Düşünelim ki, milletin kendine mahsus ve gerçekten milletimizi millet yapan bir bayram idraki yok mudur ki, böyle bir destanın bayramı dahi, 19 mayıs’ın baldırbacak bayramı olduğu gibi denilebilecek şekilde kutlanmasına imkan ve zemin bırakılmaktadır. Ki, Akparti hükümetinin Kültür Bakanlığı dahi, bu bayramın kutlanması kapsamında, dansöz oynatmayı akıl edebilmektedir.
Keza: Okullarda andın okutulması kaldırılmıştır. Ant kaldırıldı fakat yerine ne konuldu? Millet aklında bu metnin yerine konulacak bir metni oluşturacak bir irfan yok mudur ki çocuklarımız okudukları okulların yöneticilerinin insafına bırakılmaktadır. Kaldı ki, eğitimde “tevhid” esastır ve bu tevhidi sağlamak hükümetlerin görevidir.
Şimdi geldik nereye… Öyle bir yere geldik ki:
Bir Akparti Belediyesi, yönetimi CHP’ye devrediyor. 25 senedir bu belediye Akparti aklı tarafından yönetiliyor. Bütün birimlerde, Akparti’nin tayin ettiği insanlar çalıştı ve çalışıyor.
Yönetim değişti.
Bu belediyede bazı insanlar dışında ne değişecektir? Biz halktan bir insan olarak, belediye yönetiminin değiştiğini nereden anlayacağız?
Bir tek sahabenin… Gittiği yerde bir ayda veya bir senede yaptığı bir zihniyet devrimini, yirmi yıldır yapamayan bir aklın ve bir birikimin: Birikim ve akıl düzeyi bundan sonra kime ne vaad edebilir. Bu saatten sonra, bu vaadi gerçekçi bulmak hangi akıl için mümkündür?
Üstelik on yedi sene önce “umut” idik. Şimdi, aleyhimizde ne söylense yakışır ve yakıştırılabilir bir resmi kendi ellerimizle çizdik.
Kalıcı ve illa ki kalıcı olacak hiçbir şey yok…
Kalıcı bir aklımız ve bir inancımız bile yok…
Davası olan bir akıl; bugünkü haliyle “davasız” kaldı. Liderin sahiplenmediği hiçbir şeyin söz hükmü bile yok.
Halbuki;
Lider bizzat devlete bile tekabül etse;
Mesela, dinin sahibi devlet veya lider değil, “halk”tır.
Lider veya devlet, dinin hizmetkarı olur: Sahibi olmaz ve sahipliğe de kalkamaz.
Dün, halkın bu şuur ve bilgisi vardı. Bu şuur ve bilgi ile halk; kendisine hizmet edecek devleti istedi ve nihayetinde bu devlet diye Akparti’yi iktidar yaptı.

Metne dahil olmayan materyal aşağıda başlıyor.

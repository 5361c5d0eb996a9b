//! A single source → target reallocation and its state machine.

use budgetctl_shared::types::{BudgetControlId, BudgetLineId, TransferItemId};
use chrono::{DateTime, Utc};
use rust_decimal::Decimal;
use serde::{Deserialize, Serialize};

use crate::budget::BudgetLedger;
use crate::transfer::error::TransferError;
use crate::transfer::types::ItemState;

/// One reallocation request between two budget lines.
///
/// `source_amount` and `target_amount` are not stored; they are read from
/// the ledger each time so they always reflect the lines' current state.
#[derive(Debug, Clone, PartialEq, Eq, Serialize, Deserialize)]
pub struct TransferItem {
    /// Item ID.
    pub id: TransferItemId,
    /// Sheet the allocation is taken from.
    pub source_control_id: BudgetControlId,
    /// Sheet the allocation is given to.
    pub target_control_id: BudgetControlId,
    /// Line the allocation is taken from.
    pub source_line_id: Option<BudgetLineId>,
    /// Line the allocation is given to.
    pub target_line_id: Option<BudgetLineId>,
    /// Transfer amount. Signed.
    #[serde(default)]
    pub amount: Decimal,
    /// Current state.
    #[serde(default)]
    pub state: ItemState,
    /// When the item was committed.
    #[serde(default)]
    pub transferred_at: Option<DateTime<Utc>>,
    /// When the item was rolled back.
    #[serde(default)]
    pub reversed_at: Option<DateTime<Utc>>,
}

impl TransferItem {
    /// Creates a draft item between two sheets with no lines selected yet.
    #[must_use]
    pub fn new(source_control_id: BudgetControlId, target_control_id: BudgetControlId) -> Self {
        Self {
            id: TransferItemId::new(),
            source_control_id,
            target_control_id,
            source_line_id: None,
            target_line_id: None,
            amount: Decimal::ZERO,
            state: ItemState::Draft,
            transferred_at: None,
            reversed_at: None,
        }
    }

    /// Selects both lines and the amount in one go.
    #[must_use]
    pub fn with_lines(mut self, source: BudgetLineId, target: BudgetLineId, amount: Decimal) -> Self {
        self.source_line_id = Some(source);
        self.target_line_id = Some(target);
        self.amount = amount;
        self
    }

    /// Changes the source sheet. The previously selected source line no
    /// longer applies and is cleared.
    pub(crate) fn set_source_control(&mut self, sheet: BudgetControlId) {
        self.source_control_id = sheet;
        self.source_line_id = None;
    }

    /// Changes the target sheet and clears the target line.
    pub(crate) fn set_target_control(&mut self, sheet: BudgetControlId) {
        self.target_control_id = sheet;
        self.target_line_id = None;
    }

    /// Both selected lines, or `MissingEndpoint`.
    pub fn endpoints(&self) -> Result<(BudgetLineId, BudgetLineId), TransferError> {
        match (self.source_line_id, self.target_line_id) {
            (Some(source), Some(target)) => Ok((source, target)),
            _ => Err(TransferError::MissingEndpoint(self.id)),
        }
    }

    /// Live amount of the source line.
    pub fn source_amount<L: BudgetLedger + ?Sized>(&self, ledger: &L) -> Result<Decimal, TransferError> {
        let (source, _) = self.endpoints()?;
        Ok(ledger.amount(source)?)
    }

    /// Live amount of the target line.
    pub fn target_amount<L: BudgetLedger + ?Sized>(&self, ledger: &L) -> Result<Decimal, TransferError> {
        let (_, target) = self.endpoints()?;
        Ok(ledger.amount(target)?)
    }

    /// Moves `amount` from the source line to the target line.
    ///
    /// Checks, in order: the item is a draft, the sheets differ, both lines
    /// are selected, the lines differ, each line belongs to its sheet, and
    /// `amount` does not exceed the live source amount. Nothing is mutated
    /// when a check fails.
    ///
    /// # Errors
    ///
    /// `InvalidState`, `SameEndpoint`, `MissingEndpoint`, `LineNotInSheet`,
    /// `InsufficientAmount`, or a ledger error.
    pub fn commit<L: BudgetLedger + ?Sized>(&mut self, ledger: &mut L) -> Result<(), TransferError> {
        self.expect_state(ItemState::Draft)?;
        if self.source_control_id == self.target_control_id {
            return Err(TransferError::SameEndpoint(self.source_control_id));
        }
        let (source, target) = self.endpoints()?;
        if source == target {
            return Err(TransferError::SameEndpoint(self.source_control_id));
        }
        self.check_ownership(&*ledger, source, target)?;
        self.check_available(&*ledger, source)?;

        ledger.adjust_amount(source, -self.amount)?;
        ledger.adjust_amount(target, self.amount)?;
        self.state = ItemState::Transferred;
        self.transferred_at = Some(Utc::now());
        Ok(())
    }

    /// Moves `amount` back from the target line to the source line.
    ///
    /// Mirrors [`commit`](Self::commit) arithmetically; it assumes neither
    /// line changed in between. The amount is re-checked against the live
    /// source amount, i.e. the source as it stands after the original commit.
    ///
    /// # Errors
    ///
    /// `InvalidState`, `MissingEndpoint`, `InsufficientAmount`, or a ledger
    /// error.
    pub fn rollback<L: BudgetLedger + ?Sized>(&mut self, ledger: &mut L) -> Result<(), TransferError> {
        self.expect_state(ItemState::Transferred)?;
        let (source, target) = self.endpoints()?;
        self.check_available(&*ledger, source)?;

        ledger.adjust_amount(source, self.amount)?;
        ledger.adjust_amount(target, -self.amount)?;
        self.state = ItemState::Reversed;
        self.reversed_at = Some(Utc::now());
        Ok(())
    }

    fn expect_state(&self, expected: ItemState) -> Result<(), TransferError> {
        if self.state == expected {
            Ok(())
        } else {
            Err(TransferError::InvalidState {
                item: self.id,
                state: self.state,
                expected,
            })
        }
    }

    fn check_ownership<L: BudgetLedger + ?Sized>(
        &self,
        ledger: &L,
        source: BudgetLineId,
        target: BudgetLineId,
    ) -> Result<(), TransferError> {
        for (line, sheet) in [
            (source, self.source_control_id),
            (target, self.target_control_id),
        ] {
            if ledger.sheet_of(line)? != Some(sheet) {
                return Err(TransferError::LineNotInSheet { line, sheet });
            }
        }
        Ok(())
    }

    fn check_available<L: BudgetLedger + ?Sized>(
        &self,
        ledger: &L,
        source: BudgetLineId,
    ) -> Result<(), TransferError> {
        let available = ledger.amount(source)?;
        if self.amount > available {
            return Err(TransferError::InsufficientAmount {
                requested: self.amount,
                available,
            });
        }
        Ok(())
    }
}
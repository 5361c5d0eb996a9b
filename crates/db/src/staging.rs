//! Snapshot of the budget data one batch operation reads and writes.

use std::collections::{BTreeMap, BTreeSet};

use budgetctl_core::budget::{BudgetBook, BudgetControlSheet, BudgetError, BudgetLedger};
use budgetctl_core::transfer::BudgetTransfer;
use budgetctl_shared::types::{BudgetControlId, BudgetLineId};
use rust_decimal::Decimal;

use crate::store::StoreState;

/// Copy of every sheet and line a batch can reach, plus the versions they
/// had when copied.
///
/// The engine runs against this copy without holding the store lock.
/// [`StagedLedger::is_current`] tells whether the copy can still be
/// published, and [`StagedLedger::apply`] publishes the changed lines.
#[derive(Debug)]
pub(crate) struct StagedLedger {
    book: BudgetBook,
    read_versions: BTreeMap<BudgetLineId, u64>,
    structure_version: u64,
    dirty: BTreeSet<BudgetLineId>,
}

impl StagedLedger {
    /// Copies the sheets a batch touches, the sheets of every line it
    /// selects, and selected lines that have no sheet.
    pub(crate) fn snapshot(state: &StoreState, batch: &BudgetTransfer) -> Result<Self, BudgetError> {
        let referenced = batch.referenced_lines();
        let mut sheets = batch.touched_sheets();
        let mut orphans = Vec::new();
        for entry in referenced.iter().filter_map(|line| state.book.line(*line).ok()) {
            match entry.sheet_id {
                Some(sheet) => {
                    sheets.insert(sheet);
                }
                None => orphans.push(entry.clone()),
            }
        }

        let mut book = state.book.subset(&sheets);
        for line in orphans {
            book.insert_line(line)?;
        }

        let read_versions = book
            .lines()
            .map(|line| (line.id, state.line_version(line.id)))
            .collect();

        Ok(Self {
            book,
            read_versions,
            structure_version: state.structure_version,
            dirty: BTreeSet::new(),
        })
    }

    /// Whether nothing this snapshot read has changed in `state`.
    pub(crate) fn is_current(&self, state: &StoreState) -> bool {
        self.structure_version == state.structure_version
            && self
                .read_versions
                .iter()
                .all(|(line, version)| state.line_version(*line) == *version)
    }

    /// Lines written through this ledger.
    pub(crate) fn dirty(&self) -> &BTreeSet<BudgetLineId> {
        &self.dirty
    }

    /// Copies every written line into `state` and bumps its version.
    pub(crate) fn apply(self, state: &mut StoreState) -> Result<(), BudgetError> {
        for line in &self.dirty {
            let amount = self.book.amount(*line)?;
            state.book.set_amount(*line, amount)?;
            state.bump_line(*line);
        }
        Ok(())
    }
}

impl BudgetLedger for StagedLedger {
    fn amount(&self, line: BudgetLineId) -> Result<Decimal, BudgetError> {
        self.book.amount(line)
    }

    fn set_amount(&mut self, line: BudgetLineId, amount: Decimal) -> Result<(), BudgetError> {
        self.book.set_amount(line, amount)?;
        self.dirty.insert(line);
        Ok(())
    }

    fn sheet_of(&self, line: BudgetLineId) -> Result<Option<BudgetControlId>, BudgetError> {
        self.book.sheet_of(line)
    }

    fn sheet(&self, id: BudgetControlId) -> Result<&BudgetControlSheet, BudgetError> {
        self.book.sheet(id)
    }

    fn lines_of_sheet(&self, sheet: BudgetControlId) -> Result<Vec<BudgetLineId>, BudgetError> {
        self.book.lines_of_sheet(sheet)
    }
}

#[cfg(test)]
mod tests {
    use super::*;
    use budgetctl_core::budget::{BudgetLine, BudgetScope};
    use budgetctl_core::transfer::TransferItem;
    use rust_decimal_macros::dec;

    struct Fixture {
        state: StoreState,
        batch: BudgetTransfer,
        source: BudgetLineId,
        target: BudgetLineId,
        bystander: BudgetLineId,
    }

    fn fixture() -> Fixture {
        let mut state = StoreState::default();
        let scope = state.book.insert_scope(BudgetScope::new("FY2026"));
        let sales = state
            .book
            .insert_sheet(BudgetControlSheet::new("Sales", scope))
            .unwrap();
        let ops = state
            .book
            .insert_sheet(BudgetControlSheet::new("Operations", scope))
            .unwrap();
        let other = state
            .book
            .insert_sheet(BudgetControlSheet::new("R&D", scope))
            .unwrap();
        let source = state
            .book
            .insert_line(BudgetLine::new(Some(sales), dec!(100)))
            .unwrap();
        let target = state
            .book
            .insert_line(BudgetLine::new(Some(ops), dec!(20)))
            .unwrap();
        let bystander = state
            .book
            .insert_line(BudgetLine::new(Some(other), dec!(5)))
            .unwrap();
        for line in [source, target, bystander] {
            state.bump_line(line);
        }

        let mut batch = BudgetTransfer::new("Move", scope).unwrap();
        batch
            .add_item(
                TransferItem::new(sales, ops).with_lines(source, target, dec!(30)),
                &state.book,
            )
            .unwrap();
        Fixture {
            state,
            batch,
            source,
            target,
            bystander,
        }
    }

    #[test]
    fn test_snapshot_only_copies_reachable_lines() {
        let f = fixture();
        let staged = StagedLedger::snapshot(&f.state, &f.batch).unwrap();
        assert!(staged.amount(f.source).is_ok());
        assert!(staged.amount(f.target).is_ok());
        assert!(matches!(
            staged.amount(f.bystander),
            Err(BudgetError::LineNotFound(_))
        ));
    }

    #[test]
    fn test_apply_writes_dirty_lines_and_bumps_versions() {
        let mut f = fixture();
        let mut staged = StagedLedger::snapshot(&f.state, &f.batch).unwrap();
        staged.adjust_amount(f.source, dec!(-30)).unwrap();
        staged.adjust_amount(f.target, dec!(30)).unwrap();
        assert_eq!(staged.dirty().len(), 2);
        assert!(staged.is_current(&f.state));

        staged.apply(&mut f.state).unwrap();
        assert_eq!(f.state.book.amount(f.source).unwrap(), dec!(70));
        assert_eq!(f.state.book.amount(f.target).unwrap(), dec!(50));
        assert_eq!(f.state.line_version(f.source), 2);
        assert_eq!(f.state.line_version(f.bystander), 1);
    }

    #[test]
    fn test_concurrent_write_makes_snapshot_stale() {
        let mut f = fixture();
        let staged = StagedLedger::snapshot(&f.state, &f.batch).unwrap();

        f.state.book.set_amount(f.source, dec!(10)).unwrap();
        f.state.bump_line(f.source);

        assert!(!staged.is_current(&f.state));
    }

    #[test]
    fn test_unrelated_write_keeps_snapshot_current() {
        let mut f = fixture();
        let staged = StagedLedger::snapshot(&f.state, &f.batch).unwrap();

        f.state.book.set_amount(f.bystander, dec!(0)).unwrap();
        f.state.bump_line(f.bystander);

        assert!(staged.is_current(&f.state));
    }

    #[test]
    fn test_structure_change_makes_snapshot_stale() {
        let mut f = fixture();
        let staged = StagedLedger::snapshot(&f.state, &f.batch).unwrap();
        f.state.structure_version += 1;
        assert!(!staged.is_current(&f.state));
    }
}
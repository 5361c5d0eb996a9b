//! The transfer batch aggregate and its draft-time editing rules.

use std::collections::BTreeSet;

use budgetctl_shared::types::{BudgetControlId, BudgetLineId, BudgetScopeId, TransferId, TransferItemId};
use chrono::{DateTime, Utc};
use rust_decimal::Decimal;
use serde::{Deserialize, Serialize};

use crate::budget::BudgetLedger;
use crate::transfer::error::TransferError;
use crate::transfer::item::TransferItem;
use crate::transfer::types::{ItemState, TransferState};

/// One user-initiated transfer operation: an ordered set of items that are
/// transferred or reversed together.
///
/// Items can only be added, removed or edited while the batch is a draft.
/// Every sheet an item names must belong to the batch's scope, and every
/// line must belong to the sheet it is selected under.
#[derive(Debug, Clone, PartialEq, Eq, Serialize, Deserialize)]
pub struct BudgetTransfer {
    /// Batch ID.
    pub id: TransferId,
    /// Display name.
    pub name: String,
    /// Budget scope all sheets must belong to.
    pub scope_id: BudgetScopeId,
    /// Items, applied in order.
    #[serde(default)]
    pub items: Vec<TransferItem>,
    /// Current state.
    #[serde(default)]
    pub state: TransferState,
    /// Creation timestamp.
    pub created_at: DateTime<Utc>,
}

impl BudgetTransfer {
    /// Creates an empty draft batch.
    ///
    /// # Errors
    ///
    /// Returns `TransferError::NameRequired` if `name` is blank.
    pub fn new(name: impl Into<String>, scope_id: BudgetScopeId) -> Result<Self, TransferError> {
        let name = name.into();
        if name.trim().is_empty() {
            return Err(TransferError::NameRequired);
        }
        Ok(Self {
            id: TransferId::new(),
            name,
            scope_id,
            items: Vec::new(),
            state: TransferState::Draft,
            created_at: Utc::now(),
        })
    }

    /// Adds a draft item after validating its sheets and any selected lines.
    pub fn add_item<L: BudgetLedger + ?Sized>(
        &mut self,
        item: TransferItem,
        ledger: &L,
    ) -> Result<TransferItemId, TransferError> {
        self.ensure_editable()?;
        if item.state != ItemState::Draft {
            return Err(TransferError::InvalidState {
                item: item.id,
                state: item.state,
                expected: ItemState::Draft,
            });
        }
        self.check_scope(item.source_control_id, ledger)?;
        self.check_scope(item.target_control_id, ledger)?;
        if let Some(line) = item.source_line_id {
            check_line_in_sheet(line, item.source_control_id, ledger)?;
        }
        if let Some(line) = item.target_line_id {
            check_line_in_sheet(line, item.target_control_id, ledger)?;
        }
        let id = item.id;
        self.items.push(item);
        Ok(id)
    }

    /// Removes an item. Only drafts can lose items.
    pub fn remove_item(&mut self, id: TransferItemId) -> Result<TransferItem, TransferError> {
        self.ensure_editable()?;
        let index = self
            .items
            .iter()
            .position(|item| item.id == id)
            .ok_or(TransferError::ItemNotFound(id))?;
        Ok(self.items.remove(index))
    }

    /// Looks up an item.
    pub fn item(&self, id: TransferItemId) -> Result<&TransferItem, TransferError> {
        self.items
            .iter()
            .find(|item| item.id == id)
            .ok_or(TransferError::ItemNotFound(id))
    }

    /// Points an item at a different source sheet and clears its source line.
    pub fn set_source_control<L: BudgetLedger + ?Sized>(
        &mut self,
        id: TransferItemId,
        sheet: BudgetControlId,
        ledger: &L,
    ) -> Result<(), TransferError> {
        self.check_scope(sheet, ledger)?;
        self.item_mut(id)?.set_source_control(sheet);
        Ok(())
    }

    /// Points an item at a different target sheet and clears its target line.
    pub fn set_target_control<L: BudgetLedger + ?Sized>(
        &mut self,
        id: TransferItemId,
        sheet: BudgetControlId,
        ledger: &L,
    ) -> Result<(), TransferError> {
        self.check_scope(sheet, ledger)?;
        self.item_mut(id)?.set_target_control(sheet);
        Ok(())
    }

    /// Selects the source line; it must belong to the item's source sheet.
    pub fn set_source_line<L: BudgetLedger + ?Sized>(
        &mut self,
        id: TransferItemId,
        line: BudgetLineId,
        ledger: &L,
    ) -> Result<(), TransferError> {
        let item = self.item_mut(id)?;
        check_line_in_sheet(line, item.source_control_id, ledger)?;
        item.source_line_id = Some(line);
        Ok(())
    }

    /// Selects the target line; it must belong to the item's target sheet.
    pub fn set_target_line<L: BudgetLedger + ?Sized>(
        &mut self,
        id: TransferItemId,
        line: BudgetLineId,
        ledger: &L,
    ) -> Result<(), TransferError> {
        let item = self.item_mut(id)?;
        check_line_in_sheet(line, item.target_control_id, ledger)?;
        item.target_line_id = Some(line);
        Ok(())
    }

    /// Changes the amount an item moves.
    pub fn set_item_amount(&mut self, id: TransferItemId, amount: Decimal) -> Result<(), TransferError> {
        self.item_mut(id)?.amount = amount;
        Ok(())
    }

    /// Union of every item's source and target sheet.
    #[must_use]
    pub fn touched_sheets(&self) -> BTreeSet<BudgetControlId> {
        self.items
            .iter()
            .flat_map(|item| [item.source_control_id, item.target_control_id])
            .collect()
    }

    /// Every line any item selects.
    #[must_use]
    pub fn referenced_lines(&self) -> BTreeSet<BudgetLineId> {
        self.items
            .iter()
            .flat_map(|item| [item.source_line_id, item.target_line_id])
            .flatten()
            .collect()
    }

    /// Whether any item selects `line`.
    #[must_use]
    pub fn references_line(&self, line: BudgetLineId) -> bool {
        self.items
            .iter()
            .any(|item| item.source_line_id == Some(line) || item.target_line_id == Some(line))
    }

    /// A batch may be deleted (with its items) only while no item has been
    /// applied.
    #[must_use]
    pub fn is_deletable(&self) -> bool {
        matches!(self.state, TransferState::Draft | TransferState::Cancel)
            && self.items.iter().all(|item| item.state == ItemState::Draft)
    }

    fn ensure_editable(&self) -> Result<(), TransferError> {
        if self.state.is_editable() {
            Ok(())
        } else {
            Err(TransferError::BatchNotEditable {
                transfer: self.id,
                state: self.state,
            })
        }
    }

    fn item_mut(&mut self, id: TransferItemId) -> Result<&mut TransferItem, TransferError> {
        self.ensure_editable()?;
        self.items
            .iter_mut()
            .find(|item| item.id == id)
            .ok_or(TransferError::ItemNotFound(id))
    }

    fn check_scope<L: BudgetLedger + ?Sized>(
        &self,
        sheet: BudgetControlId,
        ledger: &L,
    ) -> Result<(), TransferError> {
        if ledger.sheet(sheet)?.scope_id == self.scope_id {
            Ok(())
        } else {
            Err(TransferError::ScopeMismatch {
                sheet,
                expected: self.scope_id,
            })
        }
    }
}

fn check_line_in_sheet<L: BudgetLedger + ?Sized>(
    line: BudgetLineId,
    sheet: BudgetControlId,
    ledger: &L,
) -> Result<(), TransferError> {
    if ledger.sheet_of(line)? == Some(sheet) {
        Ok(())
    } else {
        Err(TransferError::LineNotInSheet { line, sheet })
    }
}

Şimdiki durumda ise, halkın bu şuur ve bilgisi gitti ve “Halkın bu şuuru olsa da olur olmasa da olur. Çünkü devlet var” anlayışı yerleşik düzen oldu. Bu düzen de, diyelim, bu devlet gittiğinde o da gidecek. Belediyelerde ne kadar basit ve kolayca gitti ve gidiyorsa devlet gittiğinde de bu sahiplik aynen böyle gidecek… Bu durumda halk, bir anda sadece bir seçim tercihi ile hem şuursuz hem de devletsiz kalacak.
Buradaki “devlet” kelimesinin “lider” olduğunu da ne yazık ki akıl etmek gerekir.
On yedi senemizi, bu devir teslim törenini yapmış olmak için harcamış olmak…
Seçimleri kaybetmiş olmanın elbette acısı olur ve sebepleri elbette aranır. Arayalım ama esas acı, bu şuurun ve sahipliğin kaybedilmiş olmasıdır. Bu kaybı akıl eden var mıdır? Yoktur. Çünkü nasıl olsa devlet halen bizdedir.
Seçimi neden kaybettik sorusunun cevabı belki bir şekilde bulunabilir. Bir dahaki seçimi de yine kazanabiliriz.
Ama ya kazanamaz isek:
Lider gitti. Devlet gitti.
Netice, eninde sonunda bu olmayacak mı?
Öyle ise, her şeyi, esasen yeniden düşünmek gerekir.